→ **WHAT YOU HAVE TO DO**
For the entries below, state how many lines contain the word "TileSpec" and add nothing else.

[Stored items]
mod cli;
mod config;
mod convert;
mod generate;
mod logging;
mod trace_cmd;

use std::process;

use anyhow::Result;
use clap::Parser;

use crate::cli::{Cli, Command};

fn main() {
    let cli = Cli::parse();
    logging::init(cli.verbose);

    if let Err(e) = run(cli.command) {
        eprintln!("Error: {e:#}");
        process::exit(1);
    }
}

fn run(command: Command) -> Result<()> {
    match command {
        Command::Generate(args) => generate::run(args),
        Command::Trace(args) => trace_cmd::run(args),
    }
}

==

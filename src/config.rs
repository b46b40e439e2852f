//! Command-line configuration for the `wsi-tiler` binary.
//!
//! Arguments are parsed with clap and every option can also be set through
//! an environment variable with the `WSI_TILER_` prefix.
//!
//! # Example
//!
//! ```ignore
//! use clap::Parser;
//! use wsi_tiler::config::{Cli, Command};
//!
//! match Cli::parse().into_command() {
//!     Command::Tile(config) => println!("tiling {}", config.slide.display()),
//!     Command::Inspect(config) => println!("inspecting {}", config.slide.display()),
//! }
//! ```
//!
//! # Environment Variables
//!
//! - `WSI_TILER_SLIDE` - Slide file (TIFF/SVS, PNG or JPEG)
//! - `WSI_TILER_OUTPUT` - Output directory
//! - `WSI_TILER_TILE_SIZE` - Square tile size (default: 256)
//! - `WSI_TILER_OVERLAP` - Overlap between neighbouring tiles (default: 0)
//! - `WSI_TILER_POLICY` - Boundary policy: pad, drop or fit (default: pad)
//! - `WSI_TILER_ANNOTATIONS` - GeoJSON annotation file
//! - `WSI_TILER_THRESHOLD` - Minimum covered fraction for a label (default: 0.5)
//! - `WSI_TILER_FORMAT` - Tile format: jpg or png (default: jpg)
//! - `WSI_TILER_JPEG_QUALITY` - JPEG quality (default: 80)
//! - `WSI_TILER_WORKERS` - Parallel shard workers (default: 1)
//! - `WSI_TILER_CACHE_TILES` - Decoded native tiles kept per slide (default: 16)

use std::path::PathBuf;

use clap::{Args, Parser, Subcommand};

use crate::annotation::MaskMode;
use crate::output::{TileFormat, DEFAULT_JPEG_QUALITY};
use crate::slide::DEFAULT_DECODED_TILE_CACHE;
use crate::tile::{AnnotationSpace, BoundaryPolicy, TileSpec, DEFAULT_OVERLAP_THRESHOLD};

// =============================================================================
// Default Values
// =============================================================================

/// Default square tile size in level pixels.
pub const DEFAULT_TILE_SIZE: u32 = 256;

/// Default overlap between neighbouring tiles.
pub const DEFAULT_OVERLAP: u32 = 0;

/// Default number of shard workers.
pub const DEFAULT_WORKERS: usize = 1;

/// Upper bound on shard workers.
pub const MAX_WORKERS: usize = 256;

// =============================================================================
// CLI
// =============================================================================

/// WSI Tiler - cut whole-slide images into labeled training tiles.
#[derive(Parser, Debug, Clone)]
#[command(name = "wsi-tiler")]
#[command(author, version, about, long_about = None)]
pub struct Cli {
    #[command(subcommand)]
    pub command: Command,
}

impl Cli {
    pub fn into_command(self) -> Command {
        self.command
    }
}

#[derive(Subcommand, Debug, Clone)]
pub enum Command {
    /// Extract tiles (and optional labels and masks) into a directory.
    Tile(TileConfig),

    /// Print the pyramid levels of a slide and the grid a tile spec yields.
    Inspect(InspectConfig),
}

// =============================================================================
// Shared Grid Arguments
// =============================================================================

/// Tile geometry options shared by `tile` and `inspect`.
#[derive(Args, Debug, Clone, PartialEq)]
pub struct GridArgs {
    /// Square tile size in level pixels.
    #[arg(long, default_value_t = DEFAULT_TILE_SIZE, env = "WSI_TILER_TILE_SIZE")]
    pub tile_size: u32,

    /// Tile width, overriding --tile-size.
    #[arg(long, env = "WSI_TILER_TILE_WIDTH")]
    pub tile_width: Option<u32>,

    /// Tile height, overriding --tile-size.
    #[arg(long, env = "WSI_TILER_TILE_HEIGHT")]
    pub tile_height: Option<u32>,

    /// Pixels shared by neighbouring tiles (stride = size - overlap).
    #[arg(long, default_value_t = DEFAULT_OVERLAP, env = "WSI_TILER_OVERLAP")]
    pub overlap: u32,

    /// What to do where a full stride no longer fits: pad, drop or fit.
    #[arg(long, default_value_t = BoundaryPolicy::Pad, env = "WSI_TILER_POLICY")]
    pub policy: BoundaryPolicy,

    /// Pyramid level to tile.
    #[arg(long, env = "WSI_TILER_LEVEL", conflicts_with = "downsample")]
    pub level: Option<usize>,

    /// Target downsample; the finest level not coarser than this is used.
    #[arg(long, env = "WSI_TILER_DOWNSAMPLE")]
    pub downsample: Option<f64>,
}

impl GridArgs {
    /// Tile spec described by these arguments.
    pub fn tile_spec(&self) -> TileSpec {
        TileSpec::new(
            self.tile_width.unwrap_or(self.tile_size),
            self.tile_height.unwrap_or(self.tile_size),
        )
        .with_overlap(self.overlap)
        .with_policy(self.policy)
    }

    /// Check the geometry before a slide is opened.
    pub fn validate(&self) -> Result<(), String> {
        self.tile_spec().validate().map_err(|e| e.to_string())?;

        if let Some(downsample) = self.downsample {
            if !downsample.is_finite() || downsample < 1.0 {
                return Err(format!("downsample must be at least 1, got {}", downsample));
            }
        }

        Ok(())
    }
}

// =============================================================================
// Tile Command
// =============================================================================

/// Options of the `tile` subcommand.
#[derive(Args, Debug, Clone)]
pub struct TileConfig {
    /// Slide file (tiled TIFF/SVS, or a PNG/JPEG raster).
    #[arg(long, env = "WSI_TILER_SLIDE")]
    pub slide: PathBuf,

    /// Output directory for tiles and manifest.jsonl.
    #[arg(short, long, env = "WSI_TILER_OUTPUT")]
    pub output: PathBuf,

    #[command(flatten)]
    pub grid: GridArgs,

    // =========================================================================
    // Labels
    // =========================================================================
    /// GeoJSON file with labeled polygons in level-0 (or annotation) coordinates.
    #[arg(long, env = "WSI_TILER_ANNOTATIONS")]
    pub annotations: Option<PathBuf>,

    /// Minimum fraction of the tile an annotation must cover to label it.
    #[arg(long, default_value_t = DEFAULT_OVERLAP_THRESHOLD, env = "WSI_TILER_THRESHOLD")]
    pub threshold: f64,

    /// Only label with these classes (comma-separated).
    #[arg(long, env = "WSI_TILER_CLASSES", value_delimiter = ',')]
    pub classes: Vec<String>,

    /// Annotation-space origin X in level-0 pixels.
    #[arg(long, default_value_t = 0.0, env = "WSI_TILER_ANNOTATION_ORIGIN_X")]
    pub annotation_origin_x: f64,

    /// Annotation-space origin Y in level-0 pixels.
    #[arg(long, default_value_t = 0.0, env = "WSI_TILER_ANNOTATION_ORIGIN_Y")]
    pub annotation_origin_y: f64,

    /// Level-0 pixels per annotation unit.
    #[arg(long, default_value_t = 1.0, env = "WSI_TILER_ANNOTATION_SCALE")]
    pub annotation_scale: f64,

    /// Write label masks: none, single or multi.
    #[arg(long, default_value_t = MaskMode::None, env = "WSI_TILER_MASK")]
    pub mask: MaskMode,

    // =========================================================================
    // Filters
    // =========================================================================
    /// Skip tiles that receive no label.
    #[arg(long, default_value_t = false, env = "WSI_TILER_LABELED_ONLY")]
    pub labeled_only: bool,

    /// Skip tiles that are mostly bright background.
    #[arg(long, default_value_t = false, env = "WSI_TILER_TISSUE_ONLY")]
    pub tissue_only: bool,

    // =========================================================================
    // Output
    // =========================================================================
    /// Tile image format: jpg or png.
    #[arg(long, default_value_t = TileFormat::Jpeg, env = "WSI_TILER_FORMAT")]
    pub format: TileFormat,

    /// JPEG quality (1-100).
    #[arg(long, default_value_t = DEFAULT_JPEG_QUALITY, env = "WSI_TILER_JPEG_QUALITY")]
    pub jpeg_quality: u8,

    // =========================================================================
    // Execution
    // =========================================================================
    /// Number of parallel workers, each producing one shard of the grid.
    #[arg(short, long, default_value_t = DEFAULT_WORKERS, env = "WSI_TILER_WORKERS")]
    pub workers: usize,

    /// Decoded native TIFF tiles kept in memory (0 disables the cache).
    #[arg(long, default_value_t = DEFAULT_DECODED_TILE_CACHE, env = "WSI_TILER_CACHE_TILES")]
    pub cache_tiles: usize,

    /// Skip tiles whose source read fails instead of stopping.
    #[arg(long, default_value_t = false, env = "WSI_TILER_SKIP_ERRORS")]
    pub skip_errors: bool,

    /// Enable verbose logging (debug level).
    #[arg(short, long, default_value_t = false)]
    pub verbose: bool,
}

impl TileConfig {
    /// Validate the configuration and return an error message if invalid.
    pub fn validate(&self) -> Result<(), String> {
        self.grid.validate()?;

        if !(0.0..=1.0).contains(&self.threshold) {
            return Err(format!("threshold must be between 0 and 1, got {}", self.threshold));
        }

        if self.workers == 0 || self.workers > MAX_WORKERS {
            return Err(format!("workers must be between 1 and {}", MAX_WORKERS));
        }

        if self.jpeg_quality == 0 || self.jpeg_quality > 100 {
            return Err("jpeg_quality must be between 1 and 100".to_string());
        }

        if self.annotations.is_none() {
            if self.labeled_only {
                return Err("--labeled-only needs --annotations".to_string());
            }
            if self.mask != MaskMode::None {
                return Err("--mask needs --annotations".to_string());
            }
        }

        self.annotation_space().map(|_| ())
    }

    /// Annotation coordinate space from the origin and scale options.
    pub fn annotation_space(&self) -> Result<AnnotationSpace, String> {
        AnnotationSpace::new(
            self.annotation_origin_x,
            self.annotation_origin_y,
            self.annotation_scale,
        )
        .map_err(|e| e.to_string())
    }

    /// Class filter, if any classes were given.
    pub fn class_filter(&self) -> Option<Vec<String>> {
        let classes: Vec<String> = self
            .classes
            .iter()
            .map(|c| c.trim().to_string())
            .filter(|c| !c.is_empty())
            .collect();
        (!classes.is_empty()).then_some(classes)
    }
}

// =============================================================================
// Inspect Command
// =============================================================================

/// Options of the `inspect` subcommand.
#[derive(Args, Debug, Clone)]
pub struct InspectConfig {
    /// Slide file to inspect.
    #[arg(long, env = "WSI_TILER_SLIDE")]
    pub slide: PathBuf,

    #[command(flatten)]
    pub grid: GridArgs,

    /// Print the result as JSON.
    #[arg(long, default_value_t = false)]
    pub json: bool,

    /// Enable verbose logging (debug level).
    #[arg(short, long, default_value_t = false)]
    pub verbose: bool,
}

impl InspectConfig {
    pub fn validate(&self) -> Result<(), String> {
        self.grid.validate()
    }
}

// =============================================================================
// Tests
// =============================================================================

→ **WRITTEN ANSWER**
3